While developmental mechanisms that dictate the patterning of the cerebral cortex of rodents have been recently characterized, the development of primate PFCs still remain unknown. However, there have been new studies that explore the existence of retinoic acid ( RA) as a large factor in PFC development. RA is a signaling molecule that regulates neural development and function in the human brain in order to identify the genes that are regulated by retinoic acid during fetal development.
The concentration of retinoic acid, which is a byproduct of Vitamin A, was found at various levels in different animals, including humans, macaque monkeys, and mice midway during fetal development. This variance could be a large cause of the different levels of PFC development each of these species has; higher concentrations of RA have shown to cause more complex PFC developments, while lower concentrations often result in simpler PFC structures. Additionally, RA is essential for the development of all organs in the body and is regulated meticulously in organisms.

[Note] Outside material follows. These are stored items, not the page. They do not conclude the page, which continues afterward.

//! Per-row logo store and the edit-logo / add-to-wallet actions.
//!
//! Logos live in `localStorage`, keyed by the stringified row index and
//! holding the image as a data URI. Entries are overwritten
//! unconditionally and never expire.

use tf_types::TokenRecord;
use wasm_bindgen::prelude::*;
use wasm_bindgen::JsCast;
use web_sys::{Element, FileReader, HtmlInputElement};

use crate::dom::{self, Elements};
use crate::provider;
use crate::state;

/// Fallback shown (and registered with the wallet) when a row has no
/// custom logo.
pub const DEFAULT_LOGO: &str = "images/default-logo.png";

pub fn get(row_index: u64) -> Option<String> {
    state::local_get(&row_index.to_string())
}

pub fn set(row_index: u64, image_data_uri: &str) {
    state::local_set(&row_index.to_string(), image_data_uri);
}

/// The image to render for a row: the stored logo or the default.
pub fn logo_or_default(row_index: u64) -> String {
    get(row_index).unwrap_or_else(|| DEFAULT_LOGO.to_string())
}

/// Open a file picker for a row's logo. On selection the file is read as a
/// data URL, stored under the row's key, and the row image swapped in
/// place. The row highlight clears when the picker resolves either way.
pub fn edit_row_logo(row: &Element, img: &Element, row_index: u64) {
    dom::add_class(row, "selected-row");

    let input: HtmlInputElement = dom::create_element("input").unchecked_into();
    input.set_type("file");
    input.set_accept("image/*");

    let row2 = row.clone();
    let img2 = img.clone();
    let input2 = input.clone();
    let cb = Closure::wrap(Box::new(move |_: web_sys::Event| {
        dom::remove_class(&row2, "selected-row");

        let Some(file) = input2.files().and_then(|l| l.get(0)) else { return };
        let Ok(reader) = FileReader::new() else { return };

        let img3 = img2.clone();
        let reader2 = reader.clone();
        let onload = Closure::wrap(Box::new(move |_: web_sys::Event| {
            if let Some(data_uri) = reader2.result().ok().and_then(|v| v.as_string()) {
                let _ = img3.set_attribute("src", &data_uri);
                set(row_index, &data_uri);
            }
        }) as Box<dyn FnMut(_)>);
        reader.set_onload(Some(onload.as_ref().unchecked_ref()));
        onload.forget();

        let _ = reader.read_as_data_url(&file);
    }) as Box<dyn FnMut(_)>);
    input
        .add_event_listener_with_callback("change", cb.as_ref().unchecked_ref())
        .unwrap();
    cb.forget();

    input.click();
}

/// Ask the wallet to track this token, using the row's logo (or the
/// default, which is then persisted for the row, so the image survives a
/// transfer to another account).
pub async fn add_token_to_wallet(els: &Elements, record: &TokenRecord, row_index: u64) {
    let stored = get(row_index);
    let image = stored.clone().unwrap_or_else(|| DEFAULT_LOGO.to_string());

    match provider::watch_asset(&record.contract_address, &record.symbol, record.decimals, &image)
        .await
    {
        Ok(true) => {
            if stored.is_none() {
                set(row_index, &image);
            }
        }
        Ok(false) => {
            if let Some(status) = &els.table_status {
                dom::set_status(status, "the wallet declined to add the token");
            }
        }
        Err(e) => {
            if let Some(status) = &els.table_status {
                dom::set_status_error(status, &e.to_string());
            }
        }
    }
}
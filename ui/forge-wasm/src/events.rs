//! Event binding.
//!
//! Wires all UI event listeners. To add new events, add closures here and
//! (if async) spawn via `wasm_bindgen_futures::spawn_local`.

use tf_types::display::{format_thousands, shorten_address};
use wasm_bindgen::prelude::*;
use wasm_bindgen::JsCast;

use crate::deploy;
use crate::dom::{self, Elements};
use crate::provider;
use crate::state;

/// Helper: attach async click handler to an HtmlElement.
macro_rules! on_click_async {
    ($el:expr, $els:expr, $handler:expr) => {{
        let els = $els.clone();
        let cb = Closure::wrap(Box::new(move |_: web_sys::MouseEvent| {
            let els2 = els.clone();
            wasm_bindgen_futures::spawn_local(async move {
                $handler(&els2).await;
            });
        }) as Box<dyn FnMut(_)>);
        $el.add_event_listener_with_callback("click", cb.as_ref().unchecked_ref())
            .unwrap();
        cb.forget();
    }};
}

/// Helper: attach sync click handler.
macro_rules! on_click {
    ($el:expr, $cb:expr) => {{
        let cb = Closure::wrap(Box::new($cb) as Box<dyn FnMut(web_sys::MouseEvent)>);
        $el.add_event_listener_with_callback("click", cb.as_ref().unchecked_ref())
            .unwrap();
        cb.forget();
    }};
}

/// Bind all UI event listeners. Call once after init.
pub fn bind_events(els: &Elements) {
    // ── Connect wallet ──
    if let Some(btn) = &els.connect_wallet_btn {
        let els2 = els.clone();
        on_click!(btn, move |_: web_sys::MouseEvent| {
            if provider::is_wallet_available() {
                let els3 = els2.clone();
                wasm_bindgen_futures::spawn_local(async move {
                    resolve_account(&els3).await;
                });
            } else {
                show_install_modal(&els2);
            }
        });
    }

    // The event payload alone does not say which account is active now;
    // re-resolve it.
    if provider::is_wallet_available() {
        let els2 = els.clone();
        provider::on_accounts_changed(move || {
            let els3 = els2.clone();
            wasm_bindgen_futures::spawn_local(async move {
                resolve_account(&els3).await;
            });
        });
    }

    // ── Navigation ──
    if let Some(btn) = &els.create_token_page_btn {
        on_click!(btn, move |_: web_sys::MouseEvent| {
            let _ = dom::window().open_with_url_and_target("create.html", "_blank");
        });
    }
    if let Some(btn) = &els.view_tokens_page_btn {
        on_click!(btn, move |_: web_sys::MouseEvent| {
            let _ = dom::window().open_with_url_and_target("view.html", "_blank");
        });
    }

    // ── Deploy form ──
    if let Some(btn) = &els.deploy_token_btn {
        on_click_async!(btn, els, deploy::on_deploy_token);
    }

    // Live thousands separators on the supply field.
    if let Some(input) = &els.total_supply_input {
        let input2 = input.clone();
        let cb = Closure::wrap(Box::new(move |_: web_sys::Event| {
            input2.set_value(&format_thousands(&input2.value()));
        }) as Box<dyn FnMut(_)>);
        input
            .add_event_listener_with_callback("input", cb.as_ref().unchecked_ref())
            .unwrap();
        cb.forget();
    }
}

/// Resolve the active account from the provider and show it, shortened,
/// in the header.
pub async fn resolve_account(els: &Elements) {
    match provider::active_account().await {
        Ok(addr) => {
            let checksummed = addr.to_checksum(None);
            state::set_active_account(&checksummed);
            if let Some(label) = &els.wallet_account {
                dom::remove_class(label, "fs-2");
                dom::add_class(label, "fs-5");
                dom::set_text(label, &shorten_address(&checksummed));
            }
        }
        Err(e) => {
            if let Some(status) = els.deploy_status.as_ref().or(els.table_status.as_ref()) {
                dom::set_status_error(status, &e.to_string());
            }
        }
    }
}

/// Prompt the user to install a wallet extension.
fn show_install_modal(els: &Elements) {
    if let Some(modal) = &els.install_wallet_modal {
        dom::add_class(modal, "show");
    }
}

Data collected by a group of scientists from Yale showed that RA-related genes were upregulated (increased in rate) in the mid-fetal frontal cortex. Figure 1 shows the different areas analyzed in the mid-fetal brain, with four of the regions being in the PFC. RA increases dramatically in the PFC during the second trimester for humans, monkeys, and mice which is the most important time for the formation of neural circuitry and connections to perform social activities.
Figure 1
Diagram of the analyzed eleven areas of the human mid-fetal brain
Source: Nature
Effects of Blocking Signals and Genes
When researchers blocked the RA signals in the PFC of mice, they failed to develop circuits in the brain that are essential for working memory and cognition. In humans, disparities in RA concentration were found in patients with schizophrenia or autism spectrum disorders.
When the CYP26B1 gene in mice, which limits the activity of RA beyond the PFC, was blocked, many of the areas of their brain associated with cognition began to resemble the synaptic wiring of the prefrontal cortex. This shows how RA plays an essential role in the expansion of the PFC which leads to higher brain complexity in humans and primates.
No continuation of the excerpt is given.